> **TASK PROMPT**: Copy out all lines from the material that contain the string "println".

====== DATASET RECORDS ======

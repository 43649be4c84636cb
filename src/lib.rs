//! # Sploitbus - Modbus/TCP Diagnostic Engine
//!
//! Client-side engine for poking at Modbus/TCP equipment: typed register and
//! coil access with retry, write-then-verify, unit-id reconnaissance over a
//! bounded worker pool, per-unit banner enumeration, paced stress writes and
//! reverse DNS of the target.
//!
//! ## Supported Function Codes
//!
//! | Code | Function | Used by |
//! |------|----------|---------|
//! | 0x01 | Read Coils | access, banner |
//! | 0x02 | Read Discrete Inputs | access, banner |
//! | 0x03 | Read Holding Registers | access, banner, verify |
//! | 0x04 | Read Input Registers | access, banner |
//! | 0x05 | Write Single Coil | access, chaos |
//! | 0x06 | Write Single Register | access, stress |
//! | 0x0F | Write Multiple Coils | access |
//! | 0x10 | Write Multiple Registers | access |
//!
//! Reconnaissance sends its own fixed probe frame on a fresh connection per
//! unit id; see [`recon`].
//!
//! ## Quick Start
//!
//! ```rust,no_run
//! use sploitbus::{AddressRange, ModbusResult, ReconConfig, Session, SessionConfig};
//!
//! #[tokio::main]
//! async fn main() -> ModbusResult<()> {
//!     let mut session = Session::connect("127.0.0.1:502", SessionConfig::default()).await?;
//!
//!     // Failed reads come back as unknown values, never as errors
//!     let regs = session.read_holding_registers(AddressRange::new(0, 10)?).await;
//!     println!("holding: {:?}", regs.readings());
//!
//!     let outcome = session.write_register_verified(100, 0x1234).await?;
//!     println!("verified: {}", outcome.passed);
//!
//!     let target = session.transport().address;
//!     let probes = sploitbus::recon::scan_all(target, ReconConfig::default()).await;
//!     println!("active: {:?}", sploitbus::recon::active_units(&probes));
//!
//!     session.close().await?;
//!     Ok(())
//! }
//! ```

// ============================================================================
// Core modules
// ============================================================================

/// Error types and result handling
pub mod error;

/// Protocol constants, probe bytes and engine defaults
pub mod constants;

/// Function codes, unit ids, data spaces and address ranges
pub mod protocol;

/// PDU payload building and response parsing
pub mod pdu;

/// MBAP framing and the TCP transport
pub mod transport;

/// Builder-style engine settings
pub mod config;

/// Subscriber setup and packet hex dumps
pub mod logging;

// ============================================================================
// Engine
// ============================================================================

/// Connection context holding the current unit id
pub mod session;

/// Typed reads with retry and single-attempt writes
pub mod access;

/// Write followed by readback comparison
pub mod verify;

/// Concurrent unit-id probing
pub mod recon;

/// Banner capture and per-unit enumeration
pub mod enumerate;

/// Paced bulk-write routines
pub mod stress;

/// Reverse DNS of the target host
pub mod network;

#[cfg(test)]
mod test_support;

// ============================================================================
// Re-exports for convenience
// ============================================================================

pub use tokio;

// === Session and results ===
pub use access::{ReadResult, Reading, SpaceReadings};
pub use enumerate::{enumerate_units, BannerSnapshot};
pub use network::{network_details, HostDetails};
pub use recon::{ProbeResult, ProbeStatus};
pub use session::{Session, SharedSession};
pub use stress::{StressReport, WriteFailure};
pub use verify::VerificationOutcome;

// === Error handling ===
pub use error::{ModbusError, ModbusResult};

// === Core types ===
pub use protocol::{AddressRange, DataSpace, ModbusFunction, UnitId};

// === Configuration ===
pub use config::{
    BannerConfig, CrashUnitPolicy, ReconConfig, RetryPolicy, SessionConfig, StressConfig,
};

// === Transport ===
pub use transport::{ModbusTransport, TcpTransport, TransportStats};

pub use constants::{DEFAULT_TCP_PORT, DUMP_COUNT, MAX_UNIT_ID, MIN_UNIT_ID};

/// Library version
pub const VERSION: &str = env!("CARGO_PKG_VERSION");

/// Library name and version
pub fn info() -> String {
    format!("Sploitbus v{} - Modbus/TCP diagnostic engine", VERSION)
}
//! Write-then-verify
//!
//! Each verified write issues the write, then reads the same range back on
//! the same unit and compares element by element. A mismatch or a failed
//! readback yields `passed == false`; nothing is written again.

use serde::Serialize;
use tracing::{info, warn};

use crate::access::ReadResult;
use crate::error::{ModbusError, ModbusResult};
use crate::protocol::AddressRange;
use crate::session::Session;
use crate::transport::ModbusTransport;

/// What the readback after a write showed
#[derive(Debug, Clone, PartialEq, Eq, Serialize)]
pub struct VerificationOutcome<T> {
    pub range: AddressRange,
    pub written: Vec<T>,
    pub observed: ReadResult<T>,
    pub passed: bool,
}

impl<T: Copy + PartialEq> VerificationOutcome<T> {
    fn compare(range: AddressRange, written: Vec<T>, observed: ReadResult<T>) -> Self {
        let passed = observed.values() == Some(written.as_slice());
        Self {
            range,
            written,
            observed,
            passed,
        }
    }

    /// Offsets whose readback differs from what was written (unknown counts as different)
    pub fn mismatches(&self) -> Vec<usize> {
        self.written
            .iter()
            .enumerate()
            .filter(|(i, w)| self.observed.get(*i).value() != Some(**w))
            .map(|(i, _)| i)
            .collect()
    }
}

fn report<T: Copy + PartialEq>(outcome: &VerificationOutcome<T>) {
    if outcome.passed {
        info!("verified {}", outcome.range);
    } else {
        warn!(
            "verification failed for {}: {} of {} points differ",
            outcome.range,
            outcome.mismatches().len(),
            outcome.written.len()
        );
    }
}

fn range_for(address: u16, len: usize) -> ModbusResult<AddressRange> {
    let count = u16::try_from(len)
        .map_err(|_| ModbusError::validation(format!("{} values do not fit one request", len)))?;
    AddressRange::new(address, count)
}

impl<T: ModbusTransport> Session<T> {
    /// FC05 then FC01 readback
    pub async fn write_coil_verified(
        &mut self,
        address: u16,
        value: bool,
    ) -> ModbusResult<VerificationOutcome<bool>> {
        self.write_coil(address, value).await?;
        let range = AddressRange::single(address);
        let observed = self.read_coils(range).await;
        let outcome = VerificationOutcome::compare(range, vec![value], observed);
        report(&outcome);
        Ok(outcome)
    }

    /// FC06 then FC03 readback
    pub async fn write_register_verified(
        &mut self,
        address: u16,
        value: u16,
    ) -> ModbusResult<VerificationOutcome<u16>> {
        self.write_register(address, value).await?;
        let range = AddressRange::single(address);
        let observed = self.read_holding_registers(range).await;
        let outcome = VerificationOutcome::compare(range, vec![value], observed);
        report(&outcome);
        Ok(outcome)
    }

    /// FC15 then FC01 readback
    pub async fn write_multiple_coils_verified(
        &mut self,
        address: u16,
        values: &[bool],
    ) -> ModbusResult<VerificationOutcome<bool>> {
        let range = range_for(address, values.len())?;
        self.write_multiple_coils(address, values).await?;
        let observed = self.read_coils(range).await;
        let outcome = VerificationOutcome::compare(range, values.to_vec(), observed);
        report(&outcome);
        Ok(outcome)
    }

    /// FC16 then FC03 readback
    pub async fn write_multiple_registers_verified(
        &mut self,
        address: u16,
        values: &[u16],
    ) -> ModbusResult<VerificationOutcome<u16>> {
        let range = range_for(address, values.len())?;
        self.write_multiple_registers(address, values).await?;
        let observed = self.read_holding_registers(range).await;
        let outcome = VerificationOutcome::compare(range, values.to_vec(), observed);
        report(&outcome);
        Ok(outcome)
    }
}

======

> **WRITTEN REPLY**:
//!     println!("holding: {:?}", regs.readings());
//!     println!("verified: {}", outcome.passed);
//!     println!("active: {:?}", sploitbus::recon::active_units(&probes));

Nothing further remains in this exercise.